Para los comunistas, la sociedad está  dividida en clases, y esas clases están en una lucha constante e implacable. Según ellos, los empresarios, los dueños de los medios de producción, explotan y oprimen a los que no tienen medios de producción. De esa situación básica, se derivan todos los males de la sociedad. Por consiguiente, no puede haber imperativo moral ni objetivo más importante que eliminar esa explotación y esa opresión. Es decir, no puede haber objetivo más importante que acabar con la clase de los empresarios, de los capitalistas, de los burgueses.

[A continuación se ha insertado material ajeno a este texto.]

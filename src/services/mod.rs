use thiserror::Error;
use validator::ValidationErrors;

use crate::forms::comments::CommentFormError;
use crate::forms::products::ProductFormError;
use crate::repository::RepositoryError;

pub mod auth;
pub mod comments;
pub mod products;

/// Result type returned by all service operations.
pub type ServiceResult<T> = Result<T, ServiceError>;

/// Errors surfaced by the service layer, mapped onto HTTP by the routes.
#[derive(Debug, Error)]
pub enum ServiceError {
    /// Missing or invalid credentials.
    #[error("unauthorized")]
    Unauthorized,
    /// The requester is not allowed to perform the operation.
    #[error("{0}")]
    Forbidden(String),
    /// The target record does not exist.
    #[error("not found")]
    NotFound,
    /// The operation conflicts with an existing record.
    #[error("conflict")]
    Conflict,
    /// Field-level validation failures.
    #[error("validation failed: {0}")]
    Validation(ValidationErrors),
    /// A payload failure without field resolution.
    #[error("{0}")]
    Form(String),
    /// Persistence failure other than not-found.
    #[error(transparent)]
    Repository(RepositoryError),
    /// Anything else that should surface as a 500.
    #[error("internal error: {0}")]
    Internal(String),
}

impl From<RepositoryError> for ServiceError {
    fn from(err: RepositoryError) -> Self {
        match err {
            RepositoryError::NotFound => ServiceError::NotFound,
            // Check-then-insert flows can still lose the race to a UNIQUE
            // index; surface that as a conflict, not a server error.
            RepositoryError::Database(diesel::result::Error::DatabaseError(
                diesel::result::DatabaseErrorKind::UniqueViolation,
                _,
            )) => ServiceError::Conflict,
            other => ServiceError::Repository(other),
        }
    }
}

impl From<ProductFormError> for ServiceError {
    fn from(err: ProductFormError) -> Self {
        match err {
            ProductFormError::Validation(errors) => ServiceError::Validation(errors),
            other => ServiceError::Form(other.to_string()),
        }
    }
}

impl From<CommentFormError> for ServiceError {
    fn from(err: CommentFormError) -> Self {
        match err {
            CommentFormError::Validation(errors) => ServiceError::Validation(errors),
            other => ServiceError::Form(other.to_string()),
        }
    }
}
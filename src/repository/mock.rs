use mockall::mock;

use super::{
    CommentReader, CommentWriter, ProductReader, ProductWriter, RepositoryResult, UserReader,
    UserWriter,
};
use crate::domain::{
    comment::{Comment, CommentListQuery, LikeOutcome, NewComment},
    product::{NewProduct, Product, UpdateProduct},
    user::{NewUser, User},
};

mock! {
    pub UserReader {}

    impl UserReader for UserReader {
        fn get_user_by_id(&self, id: i32) -> RepositoryResult<Option<User>>;
        fn get_user_by_email(&self, email: &str) -> RepositoryResult<Option<User>>;
    }
}

mock! {
    pub UserWriter {}

    impl UserWriter for UserWriter {
        fn create_user(&self, new_user: &NewUser) -> RepositoryResult<User>;
    }
}

mock! {
    pub ProductReader {}

    impl ProductReader for ProductReader {
        fn get_product_by_id(&self, id: i32) -> RepositoryResult<Option<Product>>;
        fn list_products(&self) -> RepositoryResult<Vec<Product>>;
    }
}

mock! {
    pub ProductWriter {}

    impl ProductWriter for ProductWriter {
        fn create_product(&self, new_product: &NewProduct) -> RepositoryResult<Product>;
        fn update_product(&self, product_id: i32, updates: &UpdateProduct) -> RepositoryResult<Product>;
        fn delete_product(&self, product_id: i32) -> RepositoryResult<()>;
        fn increment_view_count(&self, product_id: i32) -> RepositoryResult<()>;
    }
}

mock! {
    pub CommentReader {}

    impl CommentReader for CommentReader {
        fn get_comment_by_id(&self, comment_id: i32, product_id: i32, viewer_id: Option<i32>) -> RepositoryResult<Option<Comment>>;
        fn list_comments(&self, query: CommentListQuery) -> RepositoryResult<Vec<Comment>>;
    }
}

mock! {
    pub CommentWriter {}

    impl CommentWriter for CommentWriter {
        fn create_comment(&self, new_comment: &NewComment) -> RepositoryResult<Comment>;
        fn toggle_comment_like(&self, comment_id: i32, user_id: i32) -> RepositoryResult<LikeOutcome>;
    }
}
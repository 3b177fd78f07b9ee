use std::env;

use actix_web::{App, HttpResponse, HttpServer, error::InternalError, middleware, web};
use dotenvy::dotenv;
use serde_json::json;

use product_board::config::ServerConfig;
use product_board::db::establish_connection_pool;
use product_board::repository::DieselRepository;
use product_board::routes::auth::{login, register};
use product_board::routes::comments::{create_comment, list_comments, toggle_comment_like};
use product_board::routes::products::{
    create_product, delete_product, list_products, patch_product, product_detail, replace_product,
};
use product_board::view_limiter::ViewLimiter;

#[actix_web::main]
async fn main() -> std::io::Result<()> {
    env_logger::init_from_env(env_logger::Env::default().default_filter_or("info"));
    dotenv().ok(); // Load .env file

    let database_url = env::var("DATABASE_URL").unwrap_or("app.db".to_string());
    let port = env::var("PORT").unwrap_or("8080".to_string());
    let port = port.parse::<u16>().unwrap_or(8080);
    let address = env::var("ADDRESS").unwrap_or("127.0.0.1".to_string());

    let secret = match env::var("SECRET_KEY") {
        Ok(secret) => secret,
        Err(_) => {
            log::error!("SECRET_KEY environment variable not set");
            std::process::exit(1);
        }
    };

    let config = ServerConfig { secret };

    let pool = match establish_connection_pool(&database_url) {
        Ok(pool) => pool,
        Err(e) => {
            log::error!("Failed to establish database connection: {e}");
            std::process::exit(1);
        }
    };
    let repo = DieselRepository::new(pool);
    let limiter = ViewLimiter::default();

    HttpServer::new(move || {
        App::new()
            .wrap(middleware::Compress::default())
            .wrap(middleware::Logger::default())
            .wrap(middleware::NormalizePath::trim())
            .app_data(web::JsonConfig::default().error_handler(|err, _req| {
                let body = json!({ "detail": err.to_string() });
                InternalError::from_response(err, HttpResponse::BadRequest().json(body)).into()
            }))
            .service(register)
            .service(login)
            .service(list_products)
            .service(create_product)
            .service(product_detail)
            .service(replace_product)
            .service(patch_product)
            .service(delete_product)
            .service(list_comments)
            .service(create_comment)
            .service(toggle_comment_like)
            .app_data(web::Data::new(repo.clone()))
            .app_data(web::Data::new(config.clone()))
            .app_data(web::Data::new(limiter.clone()))
    })
    .bind((address, port))?
    .run()
    .await
}
use serde::Deserialize;
use validator::Validate;

/// Password bounds follow the usual 8..=128 character guidance.
const PASSWORD_MIN_LEN: u64 = 8;
const PASSWORD_MAX_LEN: u64 = 128;

/// JSON body accepted when registering a new account.
#[derive(Debug, Deserialize, Validate)]
pub struct RegisterForm {
    #[validate(email)]
    pub email: String,
    #[validate(length(min = PASSWORD_MIN_LEN, max = PASSWORD_MAX_LEN))]
    pub password: String,
}

/// JSON body accepted when logging in.
#[derive(Debug, Deserialize, Validate)]
pub struct LoginForm {
    #[validate(email)]
    pub email: String,
    #[validate(length(min = 1))]
    pub password: String,
}

#[cfg(test)]
mod tests {
    use super::*;

    #[test]
    fn register_form_accepts_valid_payload() {
        let form = RegisterForm {
            email: "user@example.com".to_string(),
            password: "a sensible passphrase".to_string(),
        };

        assert!(form.validate().is_ok());
    }

    #[test]
    fn register_form_rejects_bad_email() {
        let form = RegisterForm {
            email: "not-an-email".to_string(),
            password: "a sensible passphrase".to_string(),
        };

        assert!(form.validate().is_err());
    }

    #[test]
    fn register_form_rejects_short_password() {
        let form = RegisterForm {
            email: "user@example.com".to_string(),
            password: "short".to_string(),
        };

        assert!(form.validate().is_err());
    }
}
use chrono::NaiveDateTime;
use serde::{Deserialize, Serialize};

/// Domain representation of a registered user.
#[derive(Debug, Serialize, Deserialize, Clone)]
pub struct User {
    /// Unique identifier of the user.
    pub id: i32,
    /// Login email, unique across all users.
    pub email: String,
    /// Argon2id hash of the user's password in PHC string format.
    pub password_hash: String,
    /// Timestamp for when the account was created.
    pub created_at: NaiveDateTime,
}

/// Payload required to insert a new user.
#[derive(Debug, Clone)]
pub struct NewUser {
    /// Login email, unique across all users.
    pub email: String,
    /// Argon2id hash of the user's password in PHC string format.
    pub password_hash: String,
}

impl NewUser {
    pub fn new(email: impl Into<String>, password_hash: impl Into<String>) -> Self {
        Self {
            email: email.into(),
            password_hash: password_hash.into(),
        }
    }
}
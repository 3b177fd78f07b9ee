//! Helpers for integration tests.

use diesel_migrations::{EmbeddedMigrations, MigrationHarness, embed_migrations};
use tempfile::TempDir;

use product_board::db::{DbPool, establish_connection_pool};
use product_board::domain::user::{NewUser, User};
use product_board::repository::UserWriter;

pub const MIGRATIONS: EmbeddedMigrations = embed_migrations!(); // assumes migrations/ exists

/// Temporary database used in integration tests. The backing file lives in
/// a [`TempDir`] and is removed when the value is dropped.
pub struct TestDb {
    _dir: TempDir,
    pool: DbPool,
}

impl TestDb {
    pub fn new() -> Self {
        let dir = TempDir::new().expect("Failed to create temporary directory.");
        let database_url = dir.path().join("test.db").to_string_lossy().into_owned();

        let pool = establish_connection_pool(&database_url)
            .expect("Failed to establish SQLite connection.");
        let mut conn = pool
            .get()
            .expect("Failed to get SQLite connection from pool.");
        conn.run_pending_migrations(MIGRATIONS)
            .expect("Migrations failed");

        TestDb { _dir: dir, pool }
    }

    pub fn pool(&self) -> DbPool {
        self.pool.clone()
    }
}

#[allow(dead_code)]
pub fn create_test_user<W: UserWriter>(repo: &W, email: &str) -> User {
    repo.create_user(&NewUser::new(
        email.to_string(),
        "not-a-real-hash".to_string(),
    ))
    .expect("Failed to create test user")
}
use diesel::r2d2::{ConnectionManager, Pool, PoolError, PooledConnection};
use diesel::sqlite::SqliteConnection;

/// r2d2 connection pool over SQLite.
pub type DbPool = Pool<ConnectionManager<SqliteConnection>>;
/// A single checked-out pool connection.
pub type DbConnection = PooledConnection<ConnectionManager<SqliteConnection>>;

/// Build a connection pool for the given database URL.
pub fn establish_connection_pool(database_url: &str) -> Result<DbPool, PoolError> {
    let manager = ConnectionManager::<SqliteConnection>::new(database_url);
    Pool::builder().build(manager)
}
//! Backend sync boundary

use async_trait::async_trait;
use thiserror::Error;

use crate::model::Note;

/// Errors surfaced by the backend sync layer
#[derive(Debug, Error)]
pub enum BackendError {
    /// Network error (connection failed, timeout, etc.)
    #[error("network error: {0}")]
    Network(String),

    /// API error (4xx/5xx responses)
    #[error("API error (status {status}): {message}")]
    Api { status: u16, message: String },

    /// Response parsing error
    #[error("failed to parse response: {0}")]
    Parse(String),

    /// Invalid or expired credentials
    #[error("invalid API token")]
    Unauthorized,
}

impl From<reqwest::Error> for BackendError {
    fn from(err: reqwest::Error) -> Self {
        BackendError::Network(err.to_string())
    }
}

/// Persistence boundary for the local note cache.
///
/// Implementations either fully apply a push or fail it; the client never
/// retries and never rolls back local state on failure.
#[async_trait]
pub trait Backend: Send + Sync {
    /// Fetch the full set of notes visible to this account
    async fn fetch_notes(&self) -> Result<Vec<Note>, BackendError>;

    /// Persist locally changed notes
    async fn push_notes(&self, notes: &[Note]) -> Result<(), BackendError>;
}
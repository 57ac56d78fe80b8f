//! Configuration module
//!
//! TOML file + environment variable configuration with merge priority:
//! CLI args > environment variables > config file > defaults.

pub mod app_config;
pub mod path_resolver;

pub use app_config::AppConfig;
//! HTTP backend tests against a mock server

use keep_mcp::model::Note;
use keep_mcp::store::{Backend, BackendError, HttpBackend};
use serde_json::json;
use wiremock::matchers::{bearer_token, body_partial_json, method, path};
use wiremock::{Mock, MockServer, ResponseTemplate};

#[tokio::test]
async fn fetch_notes_parses_response() {
    let server = MockServer::start().await;
    let note = Note::new_text("Remote", "from the backend");
    Mock::given(method("GET"))
        .and(path("/notes"))
        .and(bearer_token("tok"))
        .respond_with(ResponseTemplate::new(200).set_body_json(json!({
            "notes": [serde_json::to_value(&note).unwrap()]
        })))
        .mount(&server)
        .await;

    let backend = HttpBackend::new(server.uri(), "tok");
    let notes = backend.fetch_notes().await.unwrap();
    assert_eq!(notes.len(), 1);
    assert_eq!(notes[0].id, note.id);
    assert_eq!(notes[0].text(), Some("from the backend"));
}

#[tokio::test]
async fn push_notes_sends_payload() {
    let server = MockServer::start().await;
    let note = Note::new_text("Local", "x");
    Mock::given(method("POST"))
        .and(path("/notes/sync"))
        .and(bearer_token("tok"))
        .and(body_partial_json(json!({
            "notes": [{"id": note.id, "title": "Local"}]
        })))
        .respond_with(ResponseTemplate::new(200).set_body_json(json!({"ok": true})))
        .expect(1)
        .mount(&server)
        .await;

    let backend = HttpBackend::new(server.uri(), "tok");
    backend.push_notes(std::slice::from_ref(&note)).await.unwrap();
}

#[tokio::test]
async fn push_with_no_changes_skips_the_network() {
    // No mock mounted: any request would 404 and fail the call
    let server = MockServer::start().await;
    let backend = HttpBackend::new(server.uri(), "tok");
    backend.push_notes(&[]).await.unwrap();
}

#[tokio::test]
async fn unauthorized_maps_to_token_error() {
    let server = MockServer::start().await;
    Mock::given(method("GET"))
        .and(path("/notes"))
        .respond_with(ResponseTemplate::new(401))
        .mount(&server)
        .await;

    let backend = HttpBackend::new(server.uri(), "bad-token");
    let err = backend.fetch_notes().await.unwrap_err();
    assert!(matches!(err, BackendError::Unauthorized));
}

#[tokio::test]
async fn api_error_carries_status_and_message() {
    let server = MockServer::start().await;
    Mock::given(method("GET"))
        .and(path("/notes"))
        .respond_with(ResponseTemplate::new(503).set_body_json(json!({
            "error": {"message": "backend unavailable"}
        })))
        .mount(&server)
        .await;

    let backend = HttpBackend::new(server.uri(), "tok");
    let err = backend.fetch_notes().await.unwrap_err();
    match err {
        BackendError::Api { status, message } => {
            assert_eq!(status, 503);
            assert_eq!(message, "backend unavailable");
        }
        other => panic!("expected Api error, got {:?}", other),
    }
}

#[tokio::test]
async fn malformed_body_is_a_parse_error() {
    let server = MockServer::start().await;
    Mock::given(method("GET"))
        .and(path("/notes"))
        .respond_with(ResponseTemplate::new(200).set_body_string("not json"))
        .mount(&server)
        .await;

    let backend = HttpBackend::new(server.uri(), "tok");
    let err = backend.fetch_notes().await.unwrap_err();
    assert!(matches!(err, BackendError::Parse(_)));
}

Esa lucha, esa guerra de clases, admite retrocesos, retiradas, treguas, desviaciones y enmascaramientos. Admite la mentira, el engaño, el abuso, la hipocresía. Todo está justificado: es una guerra. Y se hace en aras de un bien supremo: una sociedad nueva, sin explotadores ni explotados donde florecerán todas las virtudes y desaparecerán todos los vicios. Lenin se burlaba de los que pretendían hacer una revolución con las manos limpias. Jean Paul Satre le dedicó al tema una pieza de teatro titulada "Les Mains Sales" (Las Manos Sucias).

En esa guerra, lo único que no admiten los comunistas es la paz. Y por una razón muy sencilla: sería aceptar la sociedad de la explotación y la opresión, sería rendirse ante el enemigo de clase. Por consiguiente, la única relación posible entre un país comunista y un país libre es una relación de guerra más o menos fría, más o menos encubierta. Los dirigentes comunistas, por ejemplo, insisten en que no intervienen en los asuntos internos de otros países. Pero eso es simplemente imposible porque sería renunciar al "internacionalismo proletario".

Para los marxistas, la clase obrera de todos los países sufre la misma explotación a manos de sus respectivas burguesías. Esas burguesías están íntimamente relacionadas entre sí. Por consiguiente, los proletarios de todos los países tienen que estar unidos en esa lucha común contra sus burguesías, y tienen que ser solidarios entre sí. Ese es el sentido del famoso llamamiento con que termina "El Manifiesto Comunista": ‘¡Proletarios de todos los países, uníos!'

De aquí que todos los partidos comunistas tengan la obligación de ayudar a sus camaradas de otros países. Y ¿cuál será  la mejor ayuda y la máxima expresión de solidaridad? Pues ayudarlos a hacer una revolución, por supuesto. Todos los demás objetivos son secundarios y están dirigidos, en última instancia, a promover esa aspiración central e irrenunciable. Cualquier tipo de cooperación, en cualquier campo, va a estar dirigida, en última instancia, a subvertir la sociedad actual y hacer una revolución social.

Tratar al Partido Comunista de Cuba y al gobierno cubano como a partido y un gobierno igual que los demás es una idiotez y una irresponsabilidad, sino algo peor. Es suponer, gratuitamente, que no toman en serio sus propios principios. Habría que esperar, como mínimo, a que el PCC dijera haber renunciado a la ideología marxista-leninista, Mientras no lo haga, olvidar su naturaleza intrínsecamente subversiva porque los diplomáticos cubanos sean simpáticos, regalen tabacos Cohiba o inviten a pasar vacaciones en Varadero es sencillamente dejarse estafar, hacer el papel de imbécil y ser objeto de burla entre los comunistas. El gobierno cubano se considera a sí mismo como un enemigo mortal e implacable del mundo libre. Por consiguiente, sólo cabe darle la razón y tratarlo como tal. En nuestro hemisferio, Cuba es un caso aparte.